Liqid Composable Infrastructure
Engineers at my stage in their career cut their teeth in the cloud era. I've been building software, academically and professionally, for about eight years now, and yet I've never done anything that remotely resembles racking a server machine to host an application. And even without doing so, I've built data ingestion pipelines, web apps, and mobile games among other things.
With such a bias towards thinking of software purely in cloud terms, one may forget the importance of enterprise data centers. Even as of 2020, only an estimated 20% of enterprise workloads were running in public clouds. The same report estimated that by 2023 that number may reach 40%, still leaving a majority in private clouds.1
Moving to the cloud has proven to be generally advantageous, but still carries a few of the following risks and costs:
Switching or migration costs in the form of engineering staff and time
Security implications inherent in distributed IT architecture
Total cost of ownership (TCO) can be higher if poorly executed
Take the second concern, for example. There are two main reasons that cloud-based IT architectures increase security concerns over legacy, on-premises architectures.
Individual SaaS apps store corporate data and are not colocated, generally speaking. Eg: Salesforce stores your data in AWS, while Marketo stores it in Azure.
Workforce distribution requires perimeter-less service access, which is more complicated to administer.
So we've established that many corporations still run their workloads in private data centers, and that for a few reasons this will not change overnight. Enterprises with fixed investment in these data centers thus have every reason to squeeze as much out of them as possible. They want to run these data centers with the efficiency and flexibility that are found in public clouds.
Liqid Composable Infrastructure
I had the opportunity last month to sit down with Bryan Schramm, one of the founders of Liqid. Liqid builds a software platform that enables composable infrastructure. Composable infrastructure brings the power and efficiency of cloud computing to the private data center. The beauty of the cloud is that you can get exactly the types of machines you need, when you need them and pay for nothing else.
With composable infrastructure, one thinks of their private data center as pools of independently scalable computing resources. You have a pool of X CPU's, a pool of Y storage drives, and a pool of Z networking switches. You can then combine resources from these pools to create server machines on the fly.
When I first learned of this concept, I struggled to distinguish it from virtualization, which has been standard industry practice since the late 90's and early 2000's. Virtualization and composable infrastructure are essentially each other's inverse. Virtualization creates the appearance of multiple machines out of a single machine via an additional software layer on top of the operating system. Composable infrastructure inserts software control lower in the stack to aggregate the hardware components themselves.

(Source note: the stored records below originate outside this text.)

mod model_registry;

pub use model_registry::{
    FilePropertiesRegistry, ModelListing, ModelResolution, ModelSource, OracleProperties,
    resolve_model,
};
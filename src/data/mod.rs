mod file_artifact;
mod generation;
mod line_range;
mod plan_item;

pub use file_artifact::FileArtifact;
pub use generation::{
    GenerateBody, GenerationOptions, GenerationRequest, ListedModel, ModelTags,
};
pub use line_range::{LineRange, LineRangeError};
pub use plan_item::{PathRejection, PlanItem, validate_relative_path};
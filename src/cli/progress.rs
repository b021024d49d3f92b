use dbt::contexts::{ApplyObserver, ApplyReport, SkipReason};
use std::path::Path;
use std::time::Instant;

pub struct ProgressIndicator {
    total: usize,
    completed: usize,
    failed: usize,
    dry_run: bool,
    start_time: Instant,
}

impl ProgressIndicator {
    pub fn new(total: usize, dry_run: bool) -> Self {
        Self {
            total,
            completed: 0,
            failed: 0,
            dry_run,
            start_time: Instant::now(),
        }
    }

    pub fn finish(&self, report: &ApplyReport) {
        let elapsed = self.start_time.elapsed();
        println!("\n{}", "=".repeat(60));
        println!("Summary:");
        println!("  Total:     {}", self.total);
        println!("  Succeeded: {}", self.completed);
        println!("  Failed:    {}", self.failed);
        println!("  Duration:  {:.2}s", elapsed.as_secs_f64());
        for (path, reason) in &report.skipped {
            println!("  ✗ {}: {}", path, reason);
        }
        println!("{}", "=".repeat(60));
    }
}

impl ApplyObserver for ProgressIndicator {
    fn item_started(&mut self, path: &str) {
        println!(
            "Processing: {} ({}/{})",
            path,
            self.completed + self.failed + 1,
            self.total
        );
    }

    fn item_finished(&mut self, path: &str, outcome: Result<&Path, &SkipReason>) {
        match outcome {
            Ok(written) => {
                self.completed += 1;
                if self.dry_run {
                    println!("⊚ Would write {}", written.display());
                } else {
                    println!("✓ Wrote {}", written.display());
                }
            }
            Err(reason) => {
                self.failed += 1;
                eprintln!("✗ Skipped {}: {}", path, reason);
            }
        }
    }
}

The difference between the two can be described using glasses of orange juice as an example. Virtualization takes a single, complete glass of juice, and gives the appearance of multiple smaller glasses, each of those also containing a complete set of components.
With composable infrastructure, you draw from collections of components to create a single glass of juice. The advantage with this approach is that you can create what you need when you need it.

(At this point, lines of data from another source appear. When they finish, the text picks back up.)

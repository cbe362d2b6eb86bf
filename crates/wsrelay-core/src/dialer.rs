//! Backend dialing: one fresh TCP connection per session, no retry.

use crate::error::{RelayError, RelayResult};
use std::time::Duration;
use tokio::net::TcpStream;
use tracing::debug;

/// Opens connections to the configured backend address.
#[derive(Debug, Clone)]
pub struct BackendDialer {
    addr: String,
    timeout: Duration,
}

impl BackendDialer {
    pub fn new(addr: impl Into<String>, timeout: Duration) -> Self {
        Self {
            addr: addr.into(),
            timeout,
        }
    }

    pub fn addr(&self) -> &str {
        &self.addr
    }

    /// Connect to the backend. Refusal, unreachability and timeout are all
    /// [`RelayError::Dial`].
    pub async fn dial(&self) -> RelayResult<TcpStream> {
        let stream = tokio::time::timeout(self.timeout, TcpStream::connect(&self.addr))
            .await
            .map_err(|_| RelayError::Dial(format!("{}: connect timed out", self.addr)))?
            .map_err(|e| RelayError::Dial(format!("{}: {e}", self.addr)))?;

        if let Err(e) = stream.set_nodelay(true) {
            debug!(addr = %self.addr, error = %e, "could not set TCP_NODELAY");
        }
        Ok(stream)
    }
}
//! ws-tcp-relay: WebSocket to TCP relay.
//!
//! Accepts WebSocket connections (optionally over TLS), dials the configured
//! TCP backend for each one and relays bytes in both directions. When an
//! authorization URL is configured, clients must first send a
//! `CONNECT {"auth_token": ...}` message that the external service approves.

mod config;
mod server;
mod tls;
mod transport;

use clap::error::ErrorKind;
use clap::{ArgAction, CommandFactory, Parser};
use config::{CliOverrides, ServerConfig};
use server::RelayServer;
use std::path::PathBuf;
use std::sync::Arc;
use tracing::{error, info};
use wsrelay_core::RelayError;

/// ws-tcp-relay: relay WebSocket clients to a TCP backend
#[derive(Parser, Debug)]
#[command(name = "ws-tcp-relay", version, about = "Relay WebSocket clients to a TCP backend")]
struct Cli {
    /// Target backend TCP address (host:port)
    backend: Option<String>,

    /// Port to listen on [default: 4223]
    #[arg(short, long)]
    port: Option<u16>,

    /// TLS certificate file path (PEM)
    #[arg(long)]
    tlscert: Option<String>,

    /// TLS key file path (PEM)
    #[arg(long)]
    tlskey: Option<String>,

    /// Authorization URL; empty disables authentication
    #[arg(long)]
    auth: Option<String>,

    /// Enable debug logs (`--debug`, `--debug=true`, `--debug=false`)
    #[arg(
        long,
        num_args = 0..=1,
        require_equals = true,
        default_value_t = false,
        default_missing_value = "true",
        action = ArgAction::Set
    )]
    debug: bool,

    /// Log level (trace, debug, info, warn, error); overrides --debug
    #[arg(long)]
    log_level: Option<String>,

    /// Config file path (TOML)
    #[arg(long)]
    config: Option<String>,

    /// Seconds a client may take to complete the handshake
    #[arg(long)]
    handshake_timeout: Option<u64>,

    /// Seconds to wait for the authorization service
    #[arg(long)]
    auth_timeout: Option<u64>,

    /// Seconds to wait for the backend connection
    #[arg(long)]
    dial_timeout: Option<u64>,
}

#[tokio::main]
async fn main() {
    let cli = Cli::parse();

    // Initialize tracing
    use tracing_subscriber::EnvFilter;
    let default_level = cli
        .log_level
        .clone()
        .unwrap_or_else(|| if cli.debug { "debug" } else { "info" }.to_string());
    let env_filter =
        EnvFilter::try_from_default_env().unwrap_or_else(|_| EnvFilter::new(&default_level));
    tracing_subscriber::fmt()
        .with_env_filter(env_filter)
        .with_target(cli.debug)
        .with_line_number(cli.debug)
        .init();

    info!(version = env!("CARGO_PKG_VERSION"), "starting ws-tcp-relay");

    let config_path = cli.config.as_ref().map(PathBuf::from);
    let overrides = CliOverrides {
        backend: cli.backend.clone(),
        port: cli.port,
        tls_cert: cli.tlscert.clone(),
        tls_key: cli.tlskey.clone(),
        auth_url: cli.auth.clone(),
        handshake_timeout: cli.handshake_timeout,
        auth_timeout: cli.auth_timeout,
        dial_timeout: cli.dial_timeout,
    };

    let server_config = match ServerConfig::load(config_path.as_deref(), overrides) {
        Ok(cfg) => cfg,
        Err(RelayError::Config(msg)) if msg == config::NO_BACKEND => {
            Cli::command()
                .error(ErrorKind::MissingRequiredArgument, msg)
                .exit();
        }
        Err(e) => {
            error!(error = %e, "failed to load config");
            std::process::exit(1);
        }
    };

    let tls_config = match &server_config.tls {
        Some(paths) => match tls::load_tls_config(&paths.cert, &paths.key) {
            Ok(cfg) => Some(Arc::new(cfg)),
            Err(e) => {
                error!(error = %e, "failed to load TLS config");
                std::process::exit(1);
            }
        },
        None => None,
    };

    let relay_server = match RelayServer::new(server_config) {
        Ok(s) => s,
        Err(e) => {
            error!(error = %e, "failed to create server");
            std::process::exit(1);
        }
    };

    tokio::select! {
        result = relay_server.run(tls_config) => {
            if let Err(e) = result {
                error!(error = %e, "server error");
                std::process::exit(1);
            }
        }
        _ = shutdown_signal() => {
            info!("received shutdown signal");
        }
    }

    info!("ws-tcp-relay stopped");
}

/// Wait for SIGTERM or SIGINT (Ctrl+C).
async fn shutdown_signal() {
    let ctrl_c = tokio::signal::ctrl_c();

    #[cfg(unix)]
    {
        let mut sigterm =
            tokio::signal::unix::signal(tokio::signal::unix::SignalKind::terminate())
                .expect("failed to install SIGTERM handler");
        tokio::select! {
            _ = ctrl_c => {}
            _ = sigterm.recv() => {}
        }
    }

    #[cfg(not(unix))]
    {
        ctrl_c.await.ok();
    }
}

The two main advantages of composing servers on demand are (1) better resource utilization and (2) faster application deployment. Liqid has found that the typical enterprise data center has only 12-18% utilization. This means that a large majority of hardware resources are not being actively used at any given time (while they are depreciating!). In a world of static infrastructure, this over-provisioning is sensible as you need to have many machines on standby to be able to handle peak load. Using Liqid composable infrastructure, utilization can double or even triple, greatly driving down hardware costs.
Composable infrastructure allows for faster data center and application deployment partly because reduced hardware requirements reduce the amount of time needed to stand up the data center, but also because the underlying hardware choice is not as crucial when there's flexibility to switch out hardware at a later time if needed.
Virtualization can (and often should) be used in tandem with composable infrastructure. Liqid integrates with industry standards like Kubernetes to allow virtualized environments on top of the bare metal servers that have been dynamically composed via the Liqid fabric. As another example, this article explains how Liqid can be used to compose VMware host machines in seconds, showing the power of composable infrastructure and virtualization in tandem.
Liqid Elements
The Liqid product suite is composed of a few distinct elements which are deployed to the data center. First there's Liqid Matrix, which is the management software that automates the dynamic composition of computer systems from pools of bare metal elements. Along with the software "brains", the product suite also has multiple hardware components.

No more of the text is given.